Frente a toda esta opulencia hay un grupo de refugiados sirios (interpretados por refugiados sirios reales) que acampan en la playa pública justo debajo de la mansión McCreadies, personas que literalmente no tienen nada y que McCreadie engaña para que trabaje para él de forma gratuita.

Los espectadores británicos que están más familiarizados con Coogans son personajes imperfectos, incompetentes pero, en última instancia, algo comprensivos como Alan Partridge, Paul Calf, Tommy Saxondale y la versión ficticia de sí mismo en El viaje debería disfrutar de estar equivocado por McCreadie.
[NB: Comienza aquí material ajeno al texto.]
impl Timeline {
    pub fn new(config: TimelineConfig) -> Self {
        let dirty = DirtyTracker::new(config.dirty_pad, config.dirty_all_margin);
        Self {
            config,
            tracks: vec![
                Track::new(TrackKind::Changes),
                Track::new(TrackKind::Notes),
                Track::new(TrackKind::Chords),
            ],
            selection: SelectionManager::new(),
            dirty,
            drag: DragHandler::new(),
            hover: None,
            length: 0,
        }
    }

    pub fn config(&self) -> &TimelineConfig {
        &self.config
    }
    pub fn length(&self) -> i64 {
        self.length
    }
    pub fn tracks(&self) -> &[Track] {
        &self.tracks
    }
    pub fn track(&self, kind: TrackKind) -> Option<&Track> {
        self.tracks.iter().find(|track| track.kind() == kind)
    }
    pub fn element(&self, key: ElementKey) -> Option<&ElementWrapper> {
        selection::element(&self.tracks, key)
    }
    pub fn selection(&self) -> &SelectionManager {
        &self.selection
    }
    pub fn selected_elements(&self) -> impl Iterator<Item = &ElementWrapper> {
        self.selection.iter(&self.tracks)
    }
    pub fn hover(&self) -> Option<ElementKey> {
        self.hover.map(|(key, _)| key)
    }
    pub fn is_dragging(&self) -> bool {
        self.drag.is_something_being_dragged()
    }
    pub fn dragged_data(&self) -> Option<&DraggedData> {
        self.drag.dragged_data()
    }

    /// Scroll offset of a track including a background drag in progress.
    pub fn scroll_y(&self, track: usize) -> f32 {
        self.tracks
            .get(track)
            .map_or(0.0, |t| t.scroll_y + self.pending_scroll(track))
    }

    /// The span to repaint since the last call.
    pub fn take_dirty(&mut self) -> Option<Range> {
        self.dirty.take_and_clear()
    }

    /// Rebuilds every element from `song` and marks everything dirty. Any gesture in progress
    /// is dropped and nothing stays selected.
    pub fn synchronize(&mut self, song: &Song) -> Result<()> {
        song.validate()
            .context("song can't be shown on the timeline")?;

        if self.drag.finish().is_some() {
            tracing::debug!("dropping gesture in progress for synchronization");
        }
        self.hover = None;
        self.selection.clear();

        self.length = song.length();
        self.dirty.set_length(self.length);
        for track in &mut self.tracks {
            track.synchronize(song, &self.config);
        }
        self.dirty.mark_all();

        tracing::debug!(
            "synchronized timeline: {} ticks, {} notes, {} chords, {} key changes, {} meter changes",
            self.length,
            song.notes.len(),
            song.chords.len(),
            song.key_changes.len(),
            song.meter_changes.len()
        );
        Ok(())
    }

    /// Stacks the tracks in a canvas `height` pixels tall. The note track takes whatever the
    /// change and chord tracks leave over.
    pub fn relayout(&mut self, song: &Song, height: f32) {
        let margin = self.config.track_margin;
        let change_height = self.config.change_track_height;
        let chord_height = self.config.chord_track_height;
        let note_height = (height - change_height - chord_height - 4.0 * margin).max(0.0);

        let mut y = margin;
        for (track, track_height) in
            self.tracks
                .iter_mut()
                .zip([change_height, note_height, chord_height])
        {
            track.y = y;
            track.height = track_height;
            y += track_height + margin;
        }

        if self.drag.finish().is_some() {
            tracing::debug!("dropping gesture in progress for relayout");
        }
        self.hover = None;

        // rebuilding the wrappers drops their selected flags
        let selected = self.selection.selected_elements(&self.tracks);
        for track in &mut self.tracks {
            track.synchronize(song, &self.config);
        }
        self.selection.restore(&mut self.tracks, &selected);
        self.dirty.mark_all();
    }

    pub fn handle_event(&mut self, song: &mut Song, event: PointerEvent) -> EventOutcome {
        tracing::trace!("handling {event:?}");
        let (cursor, commit) = match event {
            PointerEvent::Down { pos, modifiers } => (self.pointer_down(pos, modifiers), None),
            PointerEvent::Move { pos } => (self.pointer_move(pos), None),
            PointerEvent::Up { .. } => self.pointer_up(song),
            PointerEvent::Cancel => (self.cancel(), None),
        };
        EventOutcome {
            dirty: self.dirty.span(),
            cursor,
            commit,
        }
    }

    fn pending_scroll(&self, track: usize) -> f32 {
        match self.drag.dragged_data() {
            Some(data) if data.action() == (DragAction::Scroll { track: Some(track) }) => {
                data.scroll_y
            }
            _ => 0.0,
        }
    }

    fn track_index_at(&self, y: f32) -> Option<usize> {
        self.tracks.iter().position(|track| track.contains_y(y))
    }

    fn hit_test(&self, pos: Pos2) -> Option<(ElementKey, HitRegion)> {
        self.tracks.iter().enumerate().find_map(|(i, track)| {
            track
                .hit_test(pos, self.pending_scroll(i))
                .map(|(index, region)| (ElementKey::new(i, index), region))
        })
    }

    fn pointer_down(&mut self, pos: Pos2, modifiers: InputModifiers) -> CursorIcon {
        if self.drag.is_something_being_dragged() {
            tracing::warn!("pointer down in the middle of a gesture, cancelling it");
            self.cancel();
        }

        let extend = modifiers.contains(InputModifiers::EXTEND_SELECTION);
        let hit = self.hit_test(pos);
        let is_selected = hit.is_some_and(|(key, _)| self.selection.contains(key));

        if !extend && !is_selected {
            self.selection.unselect_all(&mut self.tracks, &mut self.dirty);
        }

        let Some((key, region)) = hit else {
            let track = self.track_index_at(pos.y);
            tracing::trace!("background drag on track {track:?}");
            self.drag.start(DragAction::Scroll { track }, pos, None);
            return CursorIcon::Grabbing;
        };

        let click = if !is_selected {
            self.selection.select(&mut self.tracks, &mut self.dirty, key);
            None
        } else if extend {
            Some(ClickAction::Toggle(key))
        } else {
            Some(ClickAction::SelectOnly(key))
        };

        self.selection
            .unselect_all_except_compatible(&mut self.tracks, &mut self.dirty, region.kind);
        self.selection
            .mark_dirty(&self.tracks, &mut self.dirty, region.kind, 0);

        tracing::trace!(
            "dragging {} elements from {key:?} with {:?}",
            self.selection.len(),
            region.kind
        );
        self.drag.start(DragAction::Elements(region.kind), pos, click);
        region.kind.cursor()
    }

    fn pointer_move(&mut self, pos: Pos2) -> CursorIcon {
        let Some(movement) = self.drag.update(pos) else {
            return self.update_hover(pos);
        };
        let Some(action) = self.drag.dragged_data().map(DraggedData::action) else {
            return CursorIcon::Default;
        };

        match action {
            DragAction::Scroll { .. } => {
                if let Some(data) = self.drag.dragged_data_mut() {
                    data.scroll_y = movement.y;
                }
                self.dirty.mark_all();
                CursorIcon::Grabbing
            }
            DragAction::Elements(kind) => {
                self.drag_elements(kind, movement);
                kind.cursor()
            }
        }
    }

    fn drag_elements(&mut self, kind: InteractKind, movement: Vec2) {
        let Some(previous_time) = self.drag.dragged_data().map(|data| data.delta_time) else {
            return;
        };

        let raw_time = self.config.x_to_tick(movement.x).round() as i64;
        // screen y grows downwards, pitch grows upwards
        let raw_pitch = (-movement.y / self.config.note_height).round() as i32;

        let delta_time = if kind.contains(InteractKind::MOVE_TIME) {
            self.selection
                .iter(&self.tracks)
                .map(ElementWrapper::time_range)
                .reduce(|a, b| a.merge(b))
                .map_or(0, |merged| {
                    clamp_time_delta(raw_time, merged, self.length, self.config.time_snap)
                })
        } else if kind.contains(InteractKind::STRETCH_TIME) {
            clamp_stretch_delta(
                raw_time,
                self.selection
                    .iter(&self.tracks)
                    .map(ElementWrapper::time_range),
                self.length,
                self.config.time_snap,
            )
        } else {
            0
        };

        let delta_pitch = if kind.contains(InteractKind::MOVE_PITCH) {
            self.selection
                .iter(&self.tracks)
                .filter_map(ElementWrapper::pitch)
                .fold(None, |bounds: Option<(i32, i32)>, pitch| {
                    Some(bounds.map_or((pitch, pitch), |(lowest, highest)| {
                        (lowest.min(pitch), highest.max(pitch))
                    }))
                })
                .map_or(0, |(lowest, highest)| {
                    clamp_pitch_delta(raw_pitch, lowest, highest)
                })
        } else {
            0
        };

        // repaint where the elements were and where they are now
        self.selection
            .mark_dirty(&self.tracks, &mut self.dirty, kind, previous_time);
        self.selection
            .set_displacement(&mut self.tracks, kind, delta_time, delta_pitch);
        self.selection
            .mark_dirty(&self.tracks, &mut self.dirty, kind, delta_time);

        if let Some(data) = self.drag.dragged_data_mut() {
            data.delta_time = delta_time;
            data.delta_pitch = delta_pitch;
        }
        tracing::trace!("drag delta: {delta_time} ticks, {delta_pitch} semitones");
    }

    fn update_hover(&mut self, pos: Pos2) -> CursorIcon {
        let hover = self
            .hit_test(pos)
            .map(|(key, region)| (key, region.kind));

        // an unchanged hover target looks the same, so only a change is repainted
        if hover != self.hover {
            for (key, _) in [self.hover, hover].into_iter().flatten() {
                if let Some(elem) = selection::element(&self.tracks, key) {
                    self.dirty
                        .mark_dirty(elem.dirty_range(InteractKind::empty(), 0));
                }
            }
            self.hover = hover;
        }

        hover.map_or(CursorIcon::Default, |(_, kind)| kind.cursor())
    }

    fn pointer_up(&mut self, song: &mut Song) -> (CursorIcon, Option<GestureCommit>) {
        let Some(data) = self.drag.finish() else {
            return (CursorIcon::Default, None);
        };

        match data.action() {
            DragAction::Scroll { track } => {
                if let Some(track) = track.and_then(|i| self.tracks.get_mut(i)) {
                    track.handle_scroll(data.scroll_y);
                }
                if data.scroll_y != 0.0 {
                    self.dirty.mark_all();
                }
                (CursorIcon::Default, None)
            }
            DragAction::Elements(kind) => {
                if let Some(click) = data.click() {
                    self.apply_click(click);
                    return (kind.cursor(), None);
                }
                let commit = self.commit(song, kind, data.delta_time);
                (kind.cursor(), commit)
            }
        }
    }

    fn apply_click(&mut self, click: ClickAction) {
        tracing::trace!("click: {click:?}");
        match click {
            ClickAction::Toggle(key) => {
                self.selection
                    .unselect(&mut self.tracks, &mut self.dirty, key);
            }
            ClickAction::SelectOnly(key) => {
                self.selection
                    .unselect_all(&mut self.tracks, &mut self.dirty);
                self.selection
                    .select(&mut self.tracks, &mut self.dirty, key);
            }
        }
    }

    fn commit(
        &mut self,
        song: &mut Song,
        kind: InteractKind,
        delta_time: i64,
    ) -> Option<GestureCommit> {
        let mut commands = CommandTracker::new();
        let mut modified = Vec::new();
        for elem in self.selection.iter(&self.tracks) {
            if elem.modify(song, &mut commands) {
                modified.push(elem.element());
            }
        }
        self.selection
            .mark_dirty(&self.tracks, &mut self.dirty, kind, delta_time);

        let mut remaps = Vec::new();
        for track in &self.tracks {
            remaps.extend(track.apply_modifications(song, &mut commands));
        }

        // the wrappers are stale now, rebuild them and carry the selection over
        let selected =
            selection::remap_elements(&self.selection.selected_elements(&self.tracks), &remaps);
        self.hover = None;
        for track in &mut self.tracks {
            track.synchronize(song, &self.config);
        }
        self.selection.restore(&mut self.tracks, &selected);
        self.selection
            .mark_dirty(&self.tracks, &mut self.dirty, InteractKind::empty(), 0);

        if commands.is_empty() {
            tracing::trace!("gesture didn't change anything");
            return None;
        }

        let modified: Vec<_> = modified
            .into_iter()
            .map(|element| selection::remap_element(element, &remaps))
            .collect();
        tracing::info!(
            "committed {} commands for {} elements",
            commands.len(),
            modified.len()
        );
        Some(GestureCommit { commands, modified })
    }

    fn cancel(&mut self) -> CursorIcon {
        let Some(data) = self.drag.finish() else {
            return CursorIcon::Default;
        };

        match data.action() {
            DragAction::Elements(kind) => {
                self.selection
                    .mark_dirty(&self.tracks, &mut self.dirty, kind, data.delta_time);
                self.selection.reset_displacement(&mut self.tracks);
                self.selection
                    .mark_dirty(&self.tracks, &mut self.dirty, InteractKind::empty(), 0);
            }
            DragAction::Scroll { .. } => {
                if data.scroll_y != 0.0 {
                    self.dirty.mark_all();
                }
            }
        }
        tracing::debug!("gesture cancelled");
        CursorIcon::Default
    }
}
No es el tonto socialmente inepto pero vagamente adorable, McCreadie es un completo bastardo que se hace cada vez más evidente a medida que avanza la película.
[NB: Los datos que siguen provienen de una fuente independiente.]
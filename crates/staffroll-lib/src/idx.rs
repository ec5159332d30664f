use std::{
    fmt::Debug,
    hash::{Hash, Hasher},
    marker::PhantomData,
};

// The <T> keeps an Idx<Note> from being used to index the chord list and so on.
// Indices are only meaningful for the song they were taken from and go stale on any structural
// edit.
#[repr(transparent)]
pub struct Idx<T>(usize, PhantomData<fn() -> T>);

impl<T> Idx<T> {
    pub const fn new(index: usize) -> Self {
        Self(index, PhantomData)
    }
    pub const fn get(self) -> usize {
        self.0
    }

    /// Every index into a sequence of length `len`.
    pub fn all(len: usize) -> impl Iterator<Item = Self> {
        (0..len).map(Self::new)
    }
}

impl<T> Debug for Idx<T> {
    fn fmt(&self, f: &mut std::fmt::Formatter<'_>) -> std::fmt::Result {
        let name = std::any::type_name::<T>();
        let short = name.rsplit("::").next().unwrap_or(name);
        write!(f, "Idx::<{short}>({})", self.0)
    }
}

impl<T> PartialEq for Idx<T> {
    fn eq(&self, other: &Self) -> bool {
        self.0 == other.0
    }
}
impl<T> Eq for Idx<T> {}

impl<T> Hash for Idx<T> {
    fn hash<H: Hasher>(&self, state: &mut H) {
        self.0.hash(state)
    }
}

impl<T> Clone for Idx<T> {
    fn clone(&self) -> Self {
        *self
    }
}
impl<T> Copy for Idx<T> {}

impl<T> PartialOrd for Idx<T> {
    fn partial_cmp(&self, other: &Self) -> Option<std::cmp::Ordering> {
        Some(self.cmp(other))
    }
}
impl<T> Ord for Idx<T> {
    fn cmp(&self, other: &Self) -> std::cmp::Ordering {
        self.0.cmp(&other.0)
    }
}
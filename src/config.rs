//! Engine configuration.
//!
//! All settings are read from the environment with offline-first
//! defaults; every path defaults under `DATA_DIR` so the data set is
//! portable. Fusion weights are validated at construction so a bad
//! deployment fails at startup, not mid-query.

use crate::error::{Error, Result};
use std::path::PathBuf;

/// Central configuration for the RLG engine.
#[derive(Debug, Clone)]
pub struct Settings {
    /// Application name (used in logs and CLI output).
    pub app_name: String,
    /// Debug mode flag.
    pub debug: bool,

    /// Root data directory.
    pub data_dir: PathBuf,
    /// Directory for saved uploads.
    pub upload_dir: PathBuf,
    /// Directory for the vector index files.
    pub index_dir: PathBuf,
    /// Directory for model caches.
    pub cache_dir: PathBuf,
    /// Path to the `SQLite` database.
    pub database_url: PathBuf,

    /// Embedding backend selector (`hashed` or `ollama:<model>`).
    pub embedding_model: String,
    /// Embedding vector dimension.
    pub embedding_dimension: usize,
    /// Batch size for embedding calls.
    pub embedding_batch_size: usize,

    /// Ollama host URL.
    pub ollama_host: String,
    /// Ollama generation model name.
    pub ollama_model: String,
    /// Ollama request timeout in seconds.
    pub ollama_timeout: u64,

    /// Weight of the BM25 score in fusion.
    pub bm25_weight: f64,
    /// Weight of the dense score in fusion.
    pub dense_weight: f64,
    /// Weight of the structural score in fusion.
    pub structural_weight: f64,

    /// Number of candidates fetched from each index before fusion.
    pub top_k_retrieval: usize,
    /// Number of chunks kept after reranking.
    pub top_k_rerank: usize,

    /// Target chunk size in characters.
    pub chunk_size: usize,
    /// Overlap between consecutive chunks in characters (optional knob).
    pub chunk_overlap: usize,

    /// Minimum grounding score for an answer to be considered valid.
    pub min_grounding_confidence: f64,
    /// Whether answers must carry exact citations.
    pub require_exact_citation: bool,
    /// Token budget for generation.
    pub max_generation_tokens: usize,

    /// OCR language hint passed to image extractors.
    pub ocr_language: String,
}

impl Default for Settings {
    fn default() -> Self {
        let data_dir = PathBuf::from("data");
        Self {
            app_name: "RLG Engine".to_string(),
            debug: false,
            upload_dir: data_dir.join("uploads"),
            index_dir: data_dir.join("indices"),
            cache_dir: data_dir.join("cache"),
            database_url: data_dir.join("rlg.db"),
            data_dir,
            embedding_model: "hashed".to_string(),
            embedding_dimension: 384,
            embedding_batch_size: 32,
            ollama_host: "http://localhost:11434".to_string(),
            ollama_model: "mistral".to_string(),
            ollama_timeout: 120,
            bm25_weight: 0.3,
            dense_weight: 0.5,
            structural_weight: 0.2,
            top_k_retrieval: 20,
            top_k_rerank: 5,
            chunk_size: 512,
            chunk_overlap: 50,
            min_grounding_confidence: 0.7,
            require_exact_citation: true,
            max_generation_tokens: 1024,
            ocr_language: "eng".to_string(),
        }
    }
}

/// Reads an environment variable, parsing it with the given function.
fn env_parse<T, F>(key: &str, default: T, parse: F) -> Result<T>
where
    F: FnOnce(&str) -> Option<T>,
{
    match std::env::var(key) {
        Ok(raw) => parse(&raw).ok_or_else(|| Error::Config {
            message: format!("invalid value for {key}: {raw}"),
        }),
        Err(_) => Ok(default),
    }
}

fn env_string(key: &str, default: &str) -> String {
    std::env::var(key).unwrap_or_else(|_| default.to_string())
}

fn env_bool(key: &str, default: bool) -> Result<bool> {
    env_parse(key, default, |raw| {
        match raw.to_lowercase().as_str() {
            "1" | "true" | "yes" | "on" => Some(true),
            "0" | "false" | "no" | "off" => Some(false),
            _ => None,
        }
    })
}

impl Settings {
    /// Builds settings from the environment, falling back to defaults.
    ///
    /// Path keys (`UPLOAD_DIR`, `INDEX_DIR`, `CACHE_DIR`, `DATABASE_URL`)
    /// default to locations under `DATA_DIR`.
    ///
    /// # Errors
    ///
    /// Returns [`Error::Config`] if a variable fails to parse or the
    /// fusion weights are invalid.
    pub fn from_env() -> Result<Self> {
        let defaults = Self::default();

        let data_dir = PathBuf::from(env_string("DATA_DIR", "data"));
        let upload_dir = std::env::var("UPLOAD_DIR")
            .map_or_else(|_| data_dir.join("uploads"), PathBuf::from);
        let index_dir =
            std::env::var("INDEX_DIR").map_or_else(|_| data_dir.join("indices"), PathBuf::from);
        let cache_dir =
            std::env::var("CACHE_DIR").map_or_else(|_| data_dir.join("cache"), PathBuf::from);
        let database_url =
            std::env::var("DATABASE_URL").map_or_else(|_| data_dir.join("rlg.db"), PathBuf::from);

        let settings = Self {
            app_name: env_string("APP_NAME", &defaults.app_name),
            debug: env_bool("DEBUG", defaults.debug)?,
            data_dir,
            upload_dir,
            index_dir,
            cache_dir,
            database_url,
            embedding_model: env_string("EMBEDDING_MODEL", &defaults.embedding_model),
            embedding_dimension: env_parse(
                "EMBEDDING_DIMENSION",
                defaults.embedding_dimension,
                |r| r.parse().ok(),
            )?,
            embedding_batch_size: env_parse(
                "EMBEDDING_BATCH_SIZE",
                defaults.embedding_batch_size,
                |r| r.parse().ok(),
            )?,
            ollama_host: env_string("OLLAMA_HOST", &defaults.ollama_host),
            ollama_model: env_string("OLLAMA_MODEL", &defaults.ollama_model),
            ollama_timeout: env_parse("OLLAMA_TIMEOUT", defaults.ollama_timeout, |r| {
                r.parse().ok()
            })?,
            bm25_weight: env_parse("BM25_WEIGHT", defaults.bm25_weight, |r| r.parse().ok())?,
            dense_weight: env_parse("DENSE_WEIGHT", defaults.dense_weight, |r| r.parse().ok())?,
            structural_weight: env_parse("STRUCTURAL_WEIGHT", defaults.structural_weight, |r| {
                r.parse().ok()
            })?,
            top_k_retrieval: env_parse("TOP_K_RETRIEVAL", defaults.top_k_retrieval, |r| {
                r.parse().ok()
            })?,
            top_k_rerank: env_parse("TOP_K_RERANK", defaults.top_k_rerank, |r| r.parse().ok())?,
            chunk_size: env_parse("CHUNK_SIZE", defaults.chunk_size, |r| r.parse().ok())?,
            chunk_overlap: env_parse("CHUNK_OVERLAP", defaults.chunk_overlap, |r| {
                r.parse().ok()
            })?,
            min_grounding_confidence: env_parse(
                "MIN_GROUNDING_CONFIDENCE",
                defaults.min_grounding_confidence,
                |r| r.parse().ok(),
            )?,
            require_exact_citation: env_bool(
                "REQUIRE_EXACT_CITATION",
                defaults.require_exact_citation,
            )?,
            max_generation_tokens: env_parse(
                "MAX_GENERATION_TOKENS",
                defaults.max_generation_tokens,
                |r| r.parse().ok(),
            )?,
            ocr_language: env_string("OCR_LANGUAGE", &defaults.ocr_language),
        };

        settings.validate()?;
        Ok(settings)
    }

    /// Validates the configuration.
    ///
    /// # Errors
    ///
    /// Returns [`Error::Config`] if the fusion weights do not sum to 1.0,
    /// the chunk size is zero, or a threshold is out of range.
    pub fn validate(&self) -> Result<()> {
        let weight_sum = self.bm25_weight + self.dense_weight + self.structural_weight;
        if (weight_sum - 1.0).abs() > 1e-6 {
            return Err(Error::Config {
                message: format!(
                    "fusion weights must sum to 1.0 (bm25 {} + dense {} + structural {} = {weight_sum})",
                    self.bm25_weight, self.dense_weight, self.structural_weight
                ),
            });
        }
        if self.chunk_size == 0 {
            return Err(Error::Config {
                message: "CHUNK_SIZE must be > 0".to_string(),
            });
        }
        if self.chunk_overlap >= self.chunk_size {
            return Err(Error::Config {
                message: format!(
                    "CHUNK_OVERLAP ({}) must be less than CHUNK_SIZE ({})",
                    self.chunk_overlap, self.chunk_size
                ),
            });
        }
        if !(0.0..=1.0).contains(&self.min_grounding_confidence) {
            return Err(Error::Config {
                message: "MIN_GROUNDING_CONFIDENCE must be in [0, 1]".to_string(),
            });
        }
        if self.embedding_dimension == 0 {
            return Err(Error::Config {
                message: "EMBEDDING_DIMENSION must be > 0".to_string(),
            });
        }
        Ok(())
    }

    /// Creates the data directories if they are missing.
    ///
    /// # Errors
    ///
    /// Returns an error if a directory cannot be created.
    pub fn ensure_directories(&self) -> Result<()> {
        for dir in [
            &self.data_dir,
            &self.upload_dir,
            &self.index_dir,
            &self.cache_dir,
        ] {
            std::fs::create_dir_all(dir).map_err(|e| crate::error::IoError::DirectoryFailed {
                path: dir.to_string_lossy().to_string(),
                reason: e.to_string(),
            })?;
        }
        Ok(())
    }
}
Entre las escenas de preparación del partido, McCreadie aparece frente a un comité selecto respondiendo preguntas sobre sus prácticas comerciales poco fiables y el biógrafo de McCreadies Nick (David Mitchell) conociendo la historia detrás de su éxito. Nick es la forma en que el público comprende las complejidades de The Market, y es bastante complejo. Una escena donde Paul Higgins (de El grueso de ella) el periodista financiero explica el despojo de activos, la evasión de impuestos y cómo las personas pueden ser multimillonarios al mismo tiempo que quiebran sus negocios y despiden a cientos de miembros del personal. El gran corto.
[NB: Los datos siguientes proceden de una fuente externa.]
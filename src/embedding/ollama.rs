//! Ollama embedding adapter.
//!
//! Calls a local Ollama instance's embeddings endpoint and renormalizes
//! the result so the index's inner products stay cosine similarities.

use crate::Result;
use crate::embedding::{Embedder, normalize_in_place};
use crate::error::ModelError;
use serde::{Deserialize, Serialize};
use std::time::Duration;

/// Embedder backed by an Ollama embedding model.
pub struct OllamaEmbedder {
    client: reqwest::blocking::Client,
    host: String,
    model: String,
    dimensions: usize,
}

#[derive(Serialize)]
struct EmbeddingRequest<'a> {
    model: &'a str,
    prompt: &'a str,
}

#[derive(Deserialize)]
struct EmbeddingResponse {
    embedding: Vec<f32>,
}

impl OllamaEmbedder {
    /// Creates a new Ollama embedder.
    ///
    /// # Errors
    ///
    /// Returns an error if the HTTP client cannot be constructed.
    pub fn new(host: &str, model: &str, dimensions: usize, timeout_secs: u64) -> Result<Self> {
        let client = reqwest::blocking::Client::builder()
            .timeout(Duration::from_secs(timeout_secs))
            .build()
            .map_err(|e| ModelError::GenerationFailed(e.to_string()))?;

        Ok(Self {
            client,
            host: host.trim_end_matches('/').to_string(),
            model: model.to_string(),
            dimensions,
        })
    }

    fn request(&self, text: &str) -> Result<Vec<f32>> {
        let response = self
            .client
            .post(format!("{}/api/embeddings", self.host))
            .json(&EmbeddingRequest {
                model: &self.model,
                prompt: text,
            })
            .send()
            .map_err(|e| {
                if e.is_connect() {
                    ModelError::Unavailable {
                        host: self.host.clone(),
                        hint: "make sure Ollama is running: `ollama serve`".to_string(),
                    }
                } else {
                    ModelError::GenerationFailed(e.to_string())
                }
            })?;

        let parsed: EmbeddingResponse = response
            .error_for_status()
            .and_then(reqwest::blocking::Response::json)
            .map_err(|e| ModelError::GenerationFailed(e.to_string()))?;

        if parsed.embedding.len() != self.dimensions {
            return Err(ModelError::DimensionMismatch {
                expected: self.dimensions,
                actual: parsed.embedding.len(),
            }
            .into());
        }

        let mut embedding = parsed.embedding;
        normalize_in_place(&mut embedding);
        Ok(embedding)
    }
}

impl Embedder for OllamaEmbedder {
    fn dimensions(&self) -> usize {
        self.dimensions
    }

    fn embed(&self, text: &str) -> Result<Vec<f32>> {
        if text.trim().is_empty() {
            return Ok(vec![0.0; self.dimensions]);
        }
        self.request(text)
    }
}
Nick viaja a Sri Lanka para encontrarse con las mujeres que trabajan en las fábricas de ropa que fabrican las líneas de ropa McCreadies (todos los trabajadores son interpretados por verdaderos trabajadores de fábricas) pagados por el imperio injusto de McCreadies.

Luego, en el otro extremo del espectro, están los súper ricos y los súper famosos que los orbitan y los legitiman. A diferencia de algo como el Absolutamente fabuloso película donde los cameos eran innumerables y distractores, las celebridades jugaban Codicia sirven para un propósito claro, es decir, recordar qué hombres despreciables pero increíblemente ricos como McCreadie (y muchos otros ejemplos de la vida real) a menudo están rodeados y (por lo menos tácitamente) respaldados por las estrellas que asisten a sus fiestas de alto nivel o aceptan honorarios por apariencias. Stephen Fry es particularmente memorable, pero también lo es la fallecida Caroline Flack en un pequeño papel enviándose como presentadora.